According to him, the reversible sickle cells can revert to their original flexible discoid shape when reoxygenated, but repeated sickling can damage the cell membrane and make it impossible for the cells to return to their normal shape, becoming irreversible sickle cells. 

“However, multiple research articles have demonstrated that reversible sickle cells can be restored to their normal discoid shape if reoygenated before they progress to irreversible sickle cells. 

“Oxygen therapy administered when patients are in a sickle cell crisis and admitted in the hospital does not stop a crisis. 

“This is because patients are already in an irreversible sickle cell crisis; the cells have undergone cell damage and death and can no longer be resuscitated with oxygen. 

Omoigui further said: “When you prevent or stop the crisis, early, you prevent severe pain, emergency care, hospitalization, the need for blood transfusions and multi-organ damage. 

“It would significantly reduce the complications, disability and mortality rates linked to this chronic condition. 

“It will reduce the cost of medical care as well as the economic costs of disability to the families, the community and the government.” 

Omoigui explained that the most frequent occurrence of painful crisis is during sleep when there is a decrease in oxygen saturation adding that prevention of most episodes of sickle cell crisis, and organ damage, is rapidly achieved by administration of oxygen at bedtime or prior to sleep. 

He said oxygen should be administered prior to sleep when one or more of these other triggers have occurred: daytime exertion, waking up earlier with a shortened duration of sleep, stress, fatigue, exercise, exposure to cold, ingestion of alcohol, airline travel, altitude of the location that exceeds 2000 ft, infection, malaria and joint pain. 

“Supplemental oxygen must be available and mandated for airlines to provide for air travel as aircraft are pressurized to 8000 ft and that poses a danger of organ damage and death to passengers with sickle cell disease. 

The physician said that home oxygen therapy should be considered as the standard of care and that public health policy should be directed to providing home oxygen therapy to all sickle cell patients.

“Adequate pain management of a crisis in a hospital with pure opioid medication such as morphine or pethidine is essential to quickly abort a crisis and prevent the progress to acute chest syndrome that has a 25 percent mortality” 

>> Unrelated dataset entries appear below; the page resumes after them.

//! End-to-end pipeline scenarios driven through mock capabilities.

use std::collections::HashMap;
use std::path::Path;
use std::sync::atomic::{AtomicUsize, Ordering};
use std::sync::{Arc, Mutex};
use std::time::Duration;

use anyhow::{anyhow, Result};
use async_trait::async_trait;
use serde_json::{json, Value};
use tokio::sync::mpsc::UnboundedReceiver;

use elisa_core::memory::BuildMemory;
use elisa_core::model::{LanguageModel, ModelRequest, ModelResponse, OutputSink};
use elisa_core::pipeline::{Capabilities, PipelineController};
use elisa_core::ports::{TestCapability, TestReport, WebDeployer, WebHandle};
use elisa_core::session::{Session, SessionStore};
use elisa_core::spec::ProjectSpec;
use elisa_core::tokens::TokenUsage;
use elisa_core::vcs::{CommitRecord, VersionStore};
use elisa_core::workspace::RestartMode;
use elisa_core::BuildEvent;

// ── Mock capabilities ──────────────────────────────────────────────────

/// Model that fails a configurable number of dispatches before answering,
/// recording the user prompt of every call.
struct FlakyModel {
    failures_before_success: usize,
    calls: AtomicUsize,
    user_prompts: Mutex<Vec<String>>,
}

impl FlakyModel {
    fn reliable() -> Arc<Self> {
        Self::failing(0)
    }

    fn failing(failures_before_success: usize) -> Arc<Self> {
        Arc::new(Self {
            failures_before_success,
            calls: AtomicUsize::new(0),
            user_prompts: Mutex::new(Vec::new()),
        })
    }

    fn prompts(&self) -> Vec<String> {
        self.user_prompts.lock().unwrap().clone()
    }
}

#[async_trait]
impl LanguageModel for FlakyModel {
    fn default_model(&self) -> String {
        "mock".into()
    }

    async fn complete(
        &self,
        request: ModelRequest,
        _output: Option<OutputSink>,
    ) -> Result<ModelResponse> {
        let user_prompt = request
            .messages
            .iter()
            .find(|m| matches!(m.role, elisa_core::model::ChatRole::User))
            .map(|m| m.content.clone())
            .unwrap_or_default();
        self.user_prompts.lock().unwrap().push(user_prompt);

        let call = self.calls.fetch_add(1, Ordering::SeqCst);
        if call < self.failures_before_success {
            return Err(anyhow!("transient upstream failure"));
        }

        Ok(ModelResponse {
            content: "Implemented the task as described.".into(),
            model: "mock".into(),
            usage: TokenUsage {
                input_tokens: 100,
                output_tokens: 20,
                ..Default::default()
            },
            ..Default::default()
        })
    }
}

/// Model that holds each call open long enough to observe concurrency.
struct SlowModel {
    in_flight: AtomicUsize,
    peak: AtomicUsize,
}

#[async_trait]
impl LanguageModel for SlowModel {
    fn default_model(&self) -> String {
        "mock".into()
    }

    async fn complete(
        &self,
        _request: ModelRequest,
        _output: Option<OutputSink>,
    ) -> Result<ModelResponse> {
        let current = self.in_flight.fetch_add(1, Ordering::SeqCst) + 1;
        self.peak.fetch_max(current, Ordering::SeqCst);
        tokio::time::sleep(Duration::from_millis(50)).await;
        self.in_flight.fetch_sub(1, Ordering::SeqCst);
        Ok(ModelResponse {
            content: "done".into(),
            model: "mock".into(),
            ..Default::default()
        })
    }
}

/// Version store that fabricates a commit per task (or stays silent).
struct FakeVcs {
    produce_commits: bool,
}

#[async_trait]
impl VersionStore for FakeVcs {
    async fn init_repo(&self, _path: &Path, _goal: &str) -> Result<()> {
        Ok(())
    }

    async fn commit(
        &self,
        _path: &Path,
        message: &str,
        agent_name: &str,
        task_id: &str,
    ) -> Result<Option<CommitRecord>> {
        if !self.produce_commits {
            return Ok(None);
        }
        Ok(Some(CommitRecord {
            hash: format!("{:0>40}", task_id.len()),
            short_hash: "abcd1234".into(),
            message: message.to_string(),
            agent_name: agent_name.to_string(),
            task_id: task_id.to_string(),
            timestamp: chrono::Utc::now(),
            files: vec!["src/app.py".into()],
        }))
    }

    async fn diff_summary(&self, _path: &Path, _sha: &str) -> Result<Vec<String>> {
        Ok(vec!["src/app.py".into()])
    }
}

struct NoopWeb;

#[async_trait]
impl WebDeployer for NoopWeb {
    async fn deploy(&self, _workspace: &Path) -> Result<WebHandle> {
        Ok(WebHandle::new(Some("http://localhost:0".into()), None))
    }
}

struct PassingTests;

#[async_trait]
impl TestCapability for PassingTests {
    async fn run_tests(&self, _workspace: &Path) -> Result<TestReport> {
        Ok(TestReport {
            tests: vec![],
            passed: 0,
            failed: 0,
            total: 0,
            coverage_pct: None,
        })
    }
}

// ── Harness ────────────────────────────────────────────────────────────

struct Harness {
    controller: Arc<PipelineController>,
    session: Arc<Session>,
    events: UnboundedReceiver<BuildEvent>,
    _tmp: tempfile::TempDir,
}

fn harness(model: Arc<dyn LanguageModel>, produce_commits: bool) -> Harness {
    let tmp = tempfile::tempdir().unwrap();
    let store = SessionStore::new();
    let session = store.create(
        tmp.path().join("workspace"),
        RestartMode::Continue,
        false,
    );
    let events = session.take_events().unwrap();

    let memory = Arc::new(BuildMemory::at(tmp.path().join("memory.json")));
    let mut caps = Capabilities::with_defaults(model, memory);
    caps.vcs = Arc::new(FakeVcs { produce_commits });
    caps.web = Arc::new(NoopWeb);
    caps.tests = Arc::new(PassingTests);

    let controller = PipelineController::new(Arc::clone(&session), caps);
    Harness {
        controller,
        session,
        events,
        _tmp: tmp,
    }
}

fn counter_spec() -> ProjectSpec {
    ProjectSpec::from_value(&json!({
        "project": {"goal": "Counter", "type": "app"},
        "requirements": [{"type": "feature", "description": "increment count"}],
        "agents": [{"name": "Builder Bot", "role": "builder", "persona": "friendly"}],
        "deployment": {"target": "preview"},
        "workflow": {"testing_enabled": false}
    }))
}

/// Drain events until the run terminates, answering gates with `approve`.
async fn collect_events(
    mut events: UnboundedReceiver<BuildEvent>,
    session: Arc<Session>,
    approve_gates: bool,
) -> Vec<Value> {
    let mut seen = Vec::new();
    loop {
        let event = tokio::time::timeout(Duration::from_secs(10), events.recv()).await;
        let Ok(Some(event)) = event else { break };
        let value = serde_json::to_value(&event).unwrap();
        let kind = value["type"].as_str().unwrap_or_default().to_string();
        seen.push(value);

        match kind.as_str() {
            "human_gate" => session.answer_gate(approve_gates, None),
            "session_complete" => break,
            "error" => {
                if !seen
                    .last()
                    .and_then(|v| v["recoverable"].as_bool())
                    .unwrap_or(false)
                {
                    break;
                }
            }
            _ => {}
        }
    }
    seen
}

fn types_of(events: &[Value]) -> Vec<String> {
    events
        .iter()
        .map(|e| e["type"].as_str().unwrap_or_default().to_string())
        .collect()
}

fn find<'a>(events: &'a [Value], kind: &str) -> Option<&'a Value> {
    events.iter().find(|e| e["type"] == kind)
}

// ── Scenarios ──────────────────────────────────────────────────────────

#[tokio::test]
async fn single_task_happy_path() {
    let model = FlakyModel::reliable();
    let h = harness(model, true);

    let controller = Arc::clone(&h.controller);
    let run = tokio::spawn(async move { controller.run(counter_spec()).await });
    let events = collect_events(h.events, Arc::clone(&h.session), true).await;
    run.await.unwrap();

    let types = types_of(&events);
    for expected in [
        "workspace_created",
        "planning_started",
        "plan_ready",
        "task_started",
        "commit_created",
        "task_completed",
        "judge_started",
        "judge_result",
        "session_complete",
    ] {
        assert!(types.contains(&expected.to_string()), "missing {}", expected);
    }

    // Ordering: task_started < commit_created < task_completed < judge < complete.
    let pos = |kind: &str| types.iter().position(|t| t == kind).unwrap();
    assert!(pos("task_started") < pos("commit_created"));
    assert!(pos("commit_created") < pos("task_completed"));
    assert!(pos("task_completed") < pos("judge_started"));
    assert!(pos("judge_result") < pos("session_complete"));

    let plan = find(&events, "plan_ready").unwrap();
    assert_eq!(plan["tasks"].as_array().unwrap().len(), 1);

    let judge = find(&events, "judge_result").unwrap();
    assert_eq!(judge["result"]["passed"], true);
    assert!(judge["result"]["score"].as_u64().unwrap() >= 70);

    let complete = find(&events, "session_complete").unwrap();
    assert!(complete["summary"]
        .as_str()
        .unwrap()
        .contains("Completed 1/1 tasks"));
    assert_eq!(complete["judge"]["passed"], true);

    // No gate fired on the happy path.
    assert!(find(&events, "human_gate").is_none());
}

#[tokio::test]
async fn retry_ladder_prompts_and_attempts() {
    // First two dispatches fail, third succeeds.
    let model = FlakyModel::failing(2);
    let h = harness(Arc::clone(&model) as Arc<dyn LanguageModel>, true);

    let controller = Arc::clone(&h.controller);
    let run = tokio::spawn(async move { controller.run(counter_spec()).await });
    let events = collect_events(h.events, Arc::clone(&h.session), true).await;
    run.await.unwrap();

    let prompts = model.prompts();
    assert_eq!(prompts.len(), 3);
    assert!(!prompts[0].contains("Retry Attempt"));
    assert!(prompts[1].contains("## Retry Attempt 1"));
    assert!(prompts[1].contains("Skip orientation"));
    assert!(prompts[2].contains("## Retry Attempt 2"));
    assert!(!prompts[2].contains("Retry Attempt 1"));

    // Third attempt succeeded, so the task completed without a gate.
    assert!(find(&events, "task_completed").is_some());
    assert!(find(&events, "human_gate").is_none());
}

#[tokio::test]
async fn exhausted_retries_gate_and_cascade() {
    // Every dispatch fails: attempt 0 + 2 retries, then the gate.
    let model = FlakyModel::failing(usize::MAX);
    let spec = ProjectSpec::from_value(&json!({
        "project": {"goal": "Counter", "type": "app"},
        "requirements": [
            {"type": "feature", "description": "increment count"},
            {"type": "feature", "description": "show the total"}
        ],
        "agents": [{"name": "Builder Bot", "role": "builder"}],
        "workflow": {"testing_enabled": false}
    }));

    let h = harness(model, true);
    let controller = Arc::clone(&h.controller);
    let run = tokio::spawn(async move { controller.run(spec).await });
    let events = collect_events(h.events, Arc::clone(&h.session), true).await;
    run.await.unwrap();

    // The task gate fired with the retry count, then the judge gate.
    let gates: Vec<&Value> = events.iter().filter(|e| e["type"] == "human_gate").collect();
    assert!(gates.len() >= 2);
    assert_eq!(gates[0]["task_id"], "task-1");
    assert!(gates[0]["question"].as_str().unwrap().contains("2 retries"));
    assert_eq!(gates.last().unwrap()["task_id"], "__judge__");

    // task-1 failed for real; task-2 cascaded.
    let failures: Vec<&Value> = events.iter().filter(|e| e["type"] == "task_failed").collect();
    assert_eq!(failures.len(), 2);
    assert_eq!(failures[0]["task_id"], "task-1");
    assert_eq!(failures[0]["retry_count"], 2);
    assert_eq!(failures[1]["task_id"], "task-2");
    assert_eq!(failures[1]["error"], "predecessor_failed");

    // Judge override approved, so the run still completed.
    let complete = find(&events, "session_complete").unwrap();
    assert_eq!(complete["judge"]["raw_passed"], false);
    assert_eq!(complete["judge"]["overridden"], true);
    assert_eq!(complete["judge"]["passed"], true);
}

Omoigui cautioned that drugs like Pentazocine or Tramadol should never be used to treat a crisis as they are ineffective and lead to complications.

“Oxygen should be administered by nasal canula at a rate of 1.5-2 liters / min delivered by an oxygen cylinder, home or portable oxygen concentrator. 

“There is no other treatment that is widely available or comparable to home oxygen and its ability to rapidly transform the lives of these patients,” he said.